There are also major decisions looming for both state and federal governments in terms of creating a nationally interoperable digital credential and identity system.
That endeavour got a major push forward yesterday when the federal minister for government services revealed the new myGov app launched on Monday contains both a digital wallet and can generate QR codes to verify identity and bypass businesses hoarding identity credentials.
It is well known that Dominello and the NSW government are open to the idea of white-labelling or open-sourcing their digital credential and identity smarts with both Canberra and other states as well as councils to expedite the government digitisation push.
While there is always a degree of political and jurisdictional friction in creating any national system, both the states and Canberra are confronting the rapid withdrawal of many over-the-counter and retail services from regional and metropolitan areas like the closure of bank branches.

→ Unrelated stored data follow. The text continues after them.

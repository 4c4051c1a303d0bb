//! Backend- and agent-backed implementations of the planning traits
//!
//! [`AgentPlanner`] asks the backend for a JSON plan; [`AgentStepExecutor`]
//! runs each step through a fresh agent loop so steps stay clean,
//! single-purpose runs; [`StatusEvaluator`] is the minimal verdict policy.
//! All three are interchangeable with hand-written implementations.

use std::sync::Arc;

use async_trait::async_trait;
use serde::Deserialize;
use tokio_util::sync::CancellationToken;

use super::{
    Evaluator, Plan, PlanError, PlanStep, Planner, StepExecutor, StepResult, StepVerdict,
};
use crate::agent::{Agent, AgentOptions};
use crate::backend::{Backend, ModelRequest};
use crate::events::FinishReason;
use crate::permission::PermissionGate;
use crate::registry::ToolRegistry;
use crate::types::Message;
use crate::usage::UsageLimiter;

const PLANNER_PROMPT: &str = "You are a task planner. Decompose the user's goal into a short \
     sequence of steps. Respond with JSON only, no prose, in this shape:\n\
     {\"steps\": [{\"description\": \"...\", \"instruction\": \"...\", \"dependsOn\": [0]}]}\n\
     Each instruction must be complete and self-contained. Use dependsOn to reference earlier \
     steps (0-based) whose results a step needs. Keep the plan as short as possible.";

/// Asks the backend for a plan and parses the JSON answer
pub struct AgentPlanner {
    backend: Arc<dyn Backend>,
    max_steps: usize,
}

impl AgentPlanner {
    pub fn new(backend: Arc<dyn Backend>) -> Self {
        Self {
            backend,
            max_steps: 10,
        }
    }

    pub fn with_max_steps(mut self, max_steps: usize) -> Self {
        self.max_steps = max_steps;
        self
    }

    async fn request_plan(&self, goal: &str, prompt: String) -> Result<Plan, PlanError> {
        let request = ModelRequest::new(vec![Message::user(prompt)]);
        let response = self.backend.generate(request).await?;
        let plan = parse_plan(goal, &response.message.text())?;
        if plan.steps.is_empty() {
            return Err(PlanError::Parse("plan has no steps".to_string()));
        }
        if plan.steps.len() > self.max_steps {
            return Err(PlanError::Parse(format!(
                "plan has {} steps, limit is {}",
                plan.steps.len(),
                self.max_steps
            )));
        }
        Ok(plan)
    }
}

#[async_trait]
impl Planner for AgentPlanner {
    async fn create_plan(&self, goal: &str, context: &str) -> Result<Plan, PlanError> {
        let mut prompt = format!("{PLANNER_PROMPT}\n\nGoal: {goal}");
        if !context.is_empty() {
            prompt.push_str(&format!("\n\nContext:\n{context}"));
        }
        self.request_plan(goal, prompt).await
    }

    async fn replan(&self, plan: &Plan, reason: &str) -> Result<Plan, PlanError> {
        let rendered: Vec<String> = plan
            .steps
            .iter()
            .map(|s| format!("{}. [{}] {}", s.index, status_name(s), s.description))
            .collect();
        let prompt = format!(
            "{PLANNER_PROMPT}\n\nGoal: {goal}\n\nThe previous plan went wrong: {reason}\n\
             Previous plan:\n{}\n\nProduce a corrected plan.",
            rendered.join("\n"),
            goal = plan.goal,
        );
        self.request_plan(&plan.goal, prompt).await
    }
}

fn status_name(step: &PlanStep) -> &'static str {
    match step.status {
        super::StepStatus::Pending => "pending",
        super::StepStatus::Running => "running",
        super::StepStatus::Completed => "completed",
        super::StepStatus::Failed => "failed",
        super::StepStatus::Skipped => "skipped",
    }
}

#[derive(Debug, Deserialize)]
struct StepSpec {
    description: String,
    #[serde(default)]
    instruction: Option<String>,
    #[serde(default, rename = "dependsOn")]
    depends_on: Vec<usize>,
}

#[derive(Debug, Deserialize)]
struct PlanSpec {
    steps: Vec<StepSpec>,
}

/// Parse a plan from model output, tolerating markdown code fences and
/// surrounding prose.
fn parse_plan(goal: &str, text: &str) -> Result<Plan, PlanError> {
    let json = extract_json(text)
        .ok_or_else(|| PlanError::Parse("no JSON object in planner output".to_string()))?;
    let spec: PlanSpec =
        serde_json::from_str(json).map_err(|e| PlanError::Parse(e.to_string()))?;

    let steps = spec
        .steps
        .into_iter()
        .enumerate()
        .map(|(index, s)| {
            let instruction = s.instruction.unwrap_or_else(|| s.description.clone());
            PlanStep::new(index, s.description, instruction).with_depends_on(s.depends_on)
        })
        .collect();
    Ok(Plan::new(goal, steps))
}

/// The outermost `{ ... }` span of the text, if any
fn extract_json(text: &str) -> Option<&str> {
    let start = text.find('{')?;
    let end = text.rfind('}')?;
    (end > start).then(|| &text[start..=end])
}

/// Runs each step through a fresh agent loop.
///
/// Every step gets its own conversation seeded with the plan goal and the
/// step instruction, keeping step executions independent of one another.
pub struct AgentStepExecutor {
    backend: Arc<dyn Backend>,
    registry: Arc<ToolRegistry>,
    permissions: Arc<PermissionGate>,
    limiter: Arc<UsageLimiter>,
    options: AgentOptions,
    cancel: CancellationToken,
}

impl AgentStepExecutor {
    pub fn new(
        backend: Arc<dyn Backend>,
        registry: Arc<ToolRegistry>,
        permissions: Arc<PermissionGate>,
        limiter: Arc<UsageLimiter>,
    ) -> Self {
        Self {
            backend,
            registry,
            permissions,
            limiter,
            options: AgentOptions::default(),
            cancel: CancellationToken::new(),
        }
    }

    pub fn with_options(mut self, options: AgentOptions) -> Self {
        self.options = options;
        self
    }

    pub fn with_cancellation(mut self, cancel: CancellationToken) -> Self {
        self.cancel = cancel;
        self
    }
}

#[async_trait]
impl StepExecutor for AgentStepExecutor {
    async fn execute_step(&self, plan: &Plan, step: &PlanStep) -> StepResult {
        let agent = match Agent::builder()
            .backend_arc(self.backend.clone())
            .registry(self.registry.clone())
            .permissions_arc(self.permissions.clone())
            .limiter(self.limiter.clone())
            .options(self.options.clone())
            .build()
        {
            Ok(agent) => agent,
            Err(e) => {
                return StepResult {
                    success: false,
                    output: format!("could not build step agent: {e}"),
                }
            }
        };

        let prompt = format!(
            "Overall goal: {}\n\nYour task (step {} of {}): {}",
            plan.goal,
            step.index + 1,
            plan.steps.len(),
            step.instruction
        );
        let outcome = agent.run_to_completion(prompt, self.cancel.clone()).await;

        match outcome.reason {
            FinishReason::Completed => StepResult {
                success: true,
                output: outcome.text,
            },
            reason => StepResult {
                success: false,
                output: format!("step stopped early ({reason}): {}", outcome.text),
            },
        }
    }
}

/// Continue on success, replan on failure
pub struct StatusEvaluator;

#[async_trait]
impl Evaluator for StatusEvaluator {
    async fn evaluate(&self, _plan: &Plan, step: &PlanStep, result: &StepResult) -> StepVerdict {
        if result.success {
            StepVerdict::Continue
        } else {
            StepVerdict::Replan(format!(
                "step {} ('{}') failed: {}",
                step.index, step.description, result.output
            ))
        }
    }
}

#[cfg(test)]
mod tests {
    use super::*;
    use crate::test_utils::MockBackend;
    use crate::usage::{LimiterConfig, PricingTable, UsageTracker};

    #[test]
    fn test_extract_json_plain_and_fenced() {
        assert_eq!(extract_json(r#"{"a": 1}"#), Some(r#"{"a": 1}"#));
        let fenced = "Here is the plan:\n```json\n{\"steps\": []}\n```";
        assert_eq!(extract_json(fenced), Some("{\"steps\": []}"));
        assert_eq!(extract_json("no json here"), None);
    }

    #[test]
    fn test_parse_plan_with_dependencies() {
        let text = r#"{"steps": [
            {"description": "list files", "instruction": "List all files in src"},
            {"description": "summarize", "dependsOn": [0]}
        ]}"#;
        let plan = parse_plan("review", text).unwrap();
        assert_eq!(plan.goal, "review");
        assert_eq!(plan.steps.len(), 2);
        assert_eq!(plan.steps[0].instruction, "List all files in src");
        // instruction defaults to the description
        assert_eq!(plan.steps[1].instruction, "summarize");
        assert_eq!(plan.steps[1].depends_on, vec![0]);
    }

    #[tokio::test]
    async fn test_agent_planner_parses_backend_output() {
        let backend = MockBackend::new().with_text(
            "```json\n{\"steps\": [{\"description\": \"do it\", \"instruction\": \"just do it\"}]}\n```",
        );
        let planner = AgentPlanner::new(Arc::new(backend));
        let plan = planner.create_plan("small goal", "").await.unwrap();
        assert_eq!(plan.steps.len(), 1);
        assert_eq!(plan.steps[0].instruction, "just do it");
    }

    #[tokio::test]
    async fn test_agent_planner_rejects_empty_plan() {
        let backend = MockBackend::new().with_text(r#"{"steps": []}"#);
        let planner = AgentPlanner::new(Arc::new(backend));
        let err = planner.create_plan("goal", "").await.unwrap_err();
        assert!(matches!(err, PlanError::Parse(_)));
    }

    #[tokio::test]
    async fn test_agent_planner_enforces_step_cap() {
        let steps: Vec<String> = (0..4)
            .map(|i| format!("{{\"description\": \"step {i}\"}}"))
            .collect();
        let backend = MockBackend::new()
            .with_text(format!("{{\"steps\": [{}]}}", steps.join(",")));
        let planner = AgentPlanner::new(Arc::new(backend)).with_max_steps(3);
        let err = planner.create_plan("goal", "").await.unwrap_err();
        assert!(err.to_string().contains("limit is 3"));
    }

    fn executor_with(backend: MockBackend) -> AgentStepExecutor {
        let tracker = Arc::new(UsageTracker::new("mock-backend", PricingTable::default()));
        AgentStepExecutor::new(
            Arc::new(backend),
            Arc::new(ToolRegistry::new()),
            Arc::new(PermissionGate::defaults_only()),
            Arc::new(UsageLimiter::new(LimiterConfig::default(), tracker)),
        )
    }

    #[tokio::test]
    async fn test_agent_step_executor_success() {
        let executor = executor_with(MockBackend::new().with_text("step done"));
        let plan = Plan::new("goal", vec![PlanStep::new(0, "only", "do the thing")]);
        let result = executor.execute_step(&plan, &plan.steps[0]).await;
        assert!(result.success);
        assert_eq!(result.output, "step done");
    }

    #[tokio::test]
    async fn test_agent_step_executor_backend_failure() {
        // Empty script: the run ends with BackendError
        let executor = executor_with(MockBackend::new());
        let plan = Plan::new("goal", vec![PlanStep::new(0, "only", "do the thing")]);
        let result = executor.execute_step(&plan, &plan.steps[0]).await;
        assert!(!result.success);
        assert!(result.output.contains("backend_error"));
    }

    #[tokio::test]
    async fn test_status_evaluator() {
        let plan = Plan::new("goal", vec![PlanStep::new(0, "a", "do a")]);
        let ok = StepResult {
            success: true,
            output: "fine".to_string(),
        };
        let bad = StepResult {
            success: false,
            output: "broken".to_string(),
        };

        assert_eq!(
            StatusEvaluator.evaluate(&plan, &plan.steps[0], &ok).await,
            StepVerdict::Continue
        );
        assert!(matches!(
            StatusEvaluator.evaluate(&plan, &plan.steps[0], &bad).await,
            StepVerdict::Replan(reason) if reason.contains("broken")
        ));
    }
}
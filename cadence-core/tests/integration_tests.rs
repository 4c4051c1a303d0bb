//! End-to-end flows across the engine: plan orchestration over agent-backed
//! executors, and sub-agent delegation from inside a run.

use std::sync::atomic::AtomicUsize;
use std::sync::Arc;

use futures::StreamExt;
use tokio_util::sync::CancellationToken;

use cadence_core::test_utils::{collect_events, finish_reason, MockBackend};
use cadence_core::{
    Agent, AgentEvent, AgentPlanner, AgentStepExecutor, Backend, FinishReason, LimiterConfig,
    Orchestrator, PermissionGate, PlanEvent, PricingTable, StatusEvaluator, SubAgentScheduler,
    SubAgentTool, Tool, ToolCategory, ToolError, ToolOutput, ToolRegistry, UsageLimiter,
    UsageTracker,
};
use schemars::JsonSchema;
use serde::Deserialize;

#[derive(Debug, Deserialize, JsonSchema)]
struct EchoInput {
    message: String,
}

struct EchoTool;

impl Tool for EchoTool {
    type Input = EchoInput;

    fn name(&self) -> &str {
        "echo"
    }

    fn description(&self) -> &str {
        "Echoes the input back"
    }

    fn category(&self) -> ToolCategory {
        ToolCategory::Read
    }

    fn idempotent(&self) -> bool {
        true
    }

    async fn execute(&self, input: Self::Input) -> Result<ToolOutput, ToolError> {
        Ok(ToolOutput::text(input.message))
    }
}

fn shared_limiter(model: &str) -> Arc<UsageLimiter> {
    let tracker = Arc::new(UsageTracker::new(model, PricingTable::default()));
    Arc::new(UsageLimiter::new(LimiterConfig::default(), tracker))
}

#[tokio::test]
async fn plan_flow_runs_each_step_through_an_agent() {
    // One scripted backend serves the planner and both step agents, in
    // order: plan JSON, step 1 answer, step 2 answer.
    let backend = MockBackend::new()
        .with_text(
            r#"{"steps": [
                {"description": "inventory", "instruction": "List the project files"},
                {"description": "report", "instruction": "Write a summary", "dependsOn": [0]}
            ]}"#,
        )
        .with_text("12 files found")
        .with_text("summary written");
    let backend: Arc<dyn Backend> = Arc::new(backend);

    let limiter = shared_limiter("mock-backend");
    let planner = Arc::new(AgentPlanner::new(backend.clone()));
    let executor = Arc::new(AgentStepExecutor::new(
        backend.clone(),
        Arc::new(ToolRegistry::new()),
        Arc::new(PermissionGate::defaults_only()),
        limiter,
    ));

    let orchestrator = Orchestrator::new(planner, executor, Arc::new(StatusEvaluator));
    let events: Vec<PlanEvent> = orchestrator
        .execute("summarize the project", "", CancellationToken::new())
        .collect()
        .await;

    let step_outputs: Vec<(usize, String)> = events
        .iter()
        .filter_map(|e| match e {
            PlanEvent::StepCompleted { index, output, success } => {
                assert!(*success, "step {index} should succeed");
                Some((*index, output.clone()))
            }
            _ => None,
        })
        .collect();
    assert_eq!(
        step_outputs,
        vec![
            (0, "12 files found".to_string()),
            (1, "summary written".to_string())
        ]
    );
    assert!(matches!(
        events.last().unwrap(),
        PlanEvent::PlanCompleted { summary } if summary == "2/2"
    ));
}

#[tokio::test]
async fn agent_delegates_to_sub_agent_and_aggregates_usage() {
    // Script: parent asks to spawn a child; the child answers; the parent
    // wraps up with the child's findings.
    let backend = MockBackend::new()
        .with_tool_use(
            "spawn_agent",
            serde_json::json!({"kind": "general", "goal": "inspect the config"}),
        )
        .with_usage(100, 20)
        .with_text("config looks fine")
        .with_usage(50, 10)
        .with_text("done: the child found the config to be fine")
        .with_usage(30, 5);
    let backend: Arc<dyn Backend> = Arc::new(backend);

    let registry = Arc::new(ToolRegistry::new());
    registry.register(EchoTool);

    let permissions = Arc::new(PermissionGate::defaults_only());
    let limiter = shared_limiter("mock-backend");

    let scheduler = Arc::new(SubAgentScheduler::new(
        backend.clone(),
        registry.clone(),
        permissions.clone(),
        limiter.clone(),
    ));
    registry.register(SubAgentTool::new(
        scheduler,
        Arc::new(AtomicUsize::new(0)),
        25,
        CancellationToken::new(),
    ));

    let agent = Agent::builder()
        .backend_arc(backend)
        .registry(registry)
        .permissions_arc(permissions)
        .limiter(limiter.clone())
        .build()
        .unwrap();

    let events = collect_events(agent.run("check the config", CancellationToken::new())).await;

    // The spawn tool returned the child's final text to the parent
    assert!(events.iter().any(|e| matches!(
        e,
        AgentEvent::ToolCallCompleted { name, success: true, result, .. }
            if name == "spawn_agent" && result.as_text() == "config looks fine"
    )));
    assert_eq!(finish_reason(&events), FinishReason::Completed);

    // Parent and child usage aggregate into the shared tracker
    let snapshot = limiter.tracker().snapshot();
    assert_eq!(snapshot.input_tokens, 180);
    assert_eq!(snapshot.output_tokens, 35);
    assert_eq!(snapshot.request_count, 3);
}

#[tokio::test]
async fn explore_sub_agent_cannot_recurse() {
    // An explore child gets a catalog without the spawn tool; if the model
    // tries anyway, the call fails as a tool error and the child recovers.
    let backend = MockBackend::new()
        .with_tool_use("spawn_agent", serde_json::json!({"kind": "explore", "goal": "go deeper"}))
        .with_text("stopping here");
    let backend: Arc<dyn Backend> = Arc::new(backend);

    let registry = Arc::new(ToolRegistry::new());
    let permissions = Arc::new(PermissionGate::defaults_only());
    let limiter = shared_limiter("mock-backend");

    let scheduler = Arc::new(SubAgentScheduler::new(
        backend.clone(),
        registry.clone(),
        permissions,
        limiter,
    ));
    registry.register(SubAgentTool::new(
        scheduler.clone(),
        Arc::new(AtomicUsize::new(0)),
        25,
        CancellationToken::new(),
    ));

    let text = scheduler
        .spawn(
            cadence_core::SubAgentKind::Explore,
            "investigate",
            0,
            25,
            CancellationToken::new(),
        )
        .await
        .unwrap();
    assert_eq!(text, "stopping here");
}
use std::time::Duration;

use serde_json::Value;

use crate::tool::ToolOutput;

/// Events emitted by [`crate::Agent::run`]
///
/// The run surfaces its progress as a typed event stream; the consumer
/// drives the loop forward by polling it.
#[derive(Debug, Clone)]
pub enum AgentEvent {
    /// A chunk of assistant text (one per streaming delta, or one per turn
    /// when the backend does not stream)
    AssistantText {
        /// Incremental text
        chunk: String,
    },

    /// The model requested a tool call (fires exactly once per call)
    ToolCallRequested {
        /// Unique ID for this tool call
        tool_use_id: String,
        /// Tool name
        name: String,
        /// Input parameters
        input: Value,
    },

    /// A tool call finished (successfully, with an error, or denied)
    ToolCallCompleted {
        /// Matching ID from `ToolCallRequested`
        tool_use_id: String,
        /// Tool name
        name: String,
        /// Tool output or error description
        result: ToolOutput,
        /// Whether the call succeeded
        success: bool,
        /// Execution duration
        elapsed: Duration,
    },

    /// Token usage reported by the backend for one generation
    TokenUsage {
        input_tokens: u64,
        output_tokens: u64,
    },

    /// A non-fatal or fatal error; fatal kinds are followed by `Finished`
    Error { kind: ErrorKind, message: String },

    /// The run ended; always the final event
    Finished { reason: FinishReason },
}

/// Error kinds surfaced in [`AgentEvent::Error`]
#[derive(Debug, Clone, Copy, PartialEq, Eq)]
pub enum ErrorKind {
    /// Retryable backend failure (network, throttling, 5xx)
    Transient,
    /// A tool call was denied by the permission gate
    PermissionDenied,
    /// A tool raised an error
    ToolFailure,
    /// An MCP plugin did not respond
    PluginUnavailable,
    /// The protected tail alone exceeds the context window
    ContextTooLarge,
    /// Non-transient backend failure
    BackendError,
    /// A sub-agent limit (depth or concurrency) was hit
    SubAgentLimit,
}

/// Why a run ended
#[derive(Debug, Clone, Copy, PartialEq, Eq)]
pub enum FinishReason {
    /// The model returned a final answer with no tool calls
    Completed,
    /// The tool-turn budget was exhausted
    BudgetExceeded,
    /// The usage limiter said stop
    UsageLimit,
    /// A non-transient backend failure
    BackendError,
    /// The cancellation signal fired
    Cancelled,
    /// Compaction could not fit the history into the window
    ContextTooLarge,
}

impl std::fmt::Display for FinishReason {
    fn fmt(&self, f: &mut std::fmt::Formatter<'_>) -> std::fmt::Result {
        let s = match self {
            FinishReason::Completed => "completed",
            FinishReason::BudgetExceeded => "budget_exceeded",
            FinishReason::UsageLimit => "usage_limit",
            FinishReason::BackendError => "backend_error",
            FinishReason::Cancelled => "cancelled",
            FinishReason::ContextTooLarge => "context_too_large",
        };
        write!(f, "{s}")
    }
}

/// Token usage statistics from one backend response
#[derive(Debug, Clone, Copy, Default)]
pub struct TokenUsage {
    pub input_tokens: u64,
    pub output_tokens: u64,
}

impl TokenUsage {
    pub fn total(&self) -> u64 {
        self.input_tokens + self.output_tokens
    }
}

Those closures, especially around various bill payments (where the government is a critical stakeholder), are upping pressure on enterprises like Australia Post to become multi-function transactional service centres, a model already bedded down by Service NSW that has become a government one-stop-shop.
Less clear is what the federal government intends to do around controversial plans to shutter the banking direct entry system — that is, the direct deposit of funds into accounts — in the wake of the forced merger of EFTPOS, BPAY and the New Payments Platform, the latter of which was recently hit by a crippling outage.
Plans to shut down BPAY are also causing quiet reflux in governments because of the potential reputational and political risk inherent in any attempt to force customer migration to infrastructure that has yet to attract comparable transactional volume to either card schemes or bill payment platforms.
Meanwhile, the federal digitisation push continues, with Bill Shorten’s hand-picked audit team reviewing the myGov portal expected to deliver their assessment soon, especially now that the core app has been released, albeit without Medicare.
It is understood the recent major hacks of both Medibank and Optus have clarified federal thinking around the need for better privacy and authentication mechanisms, such as those released yesterday in the myGov app.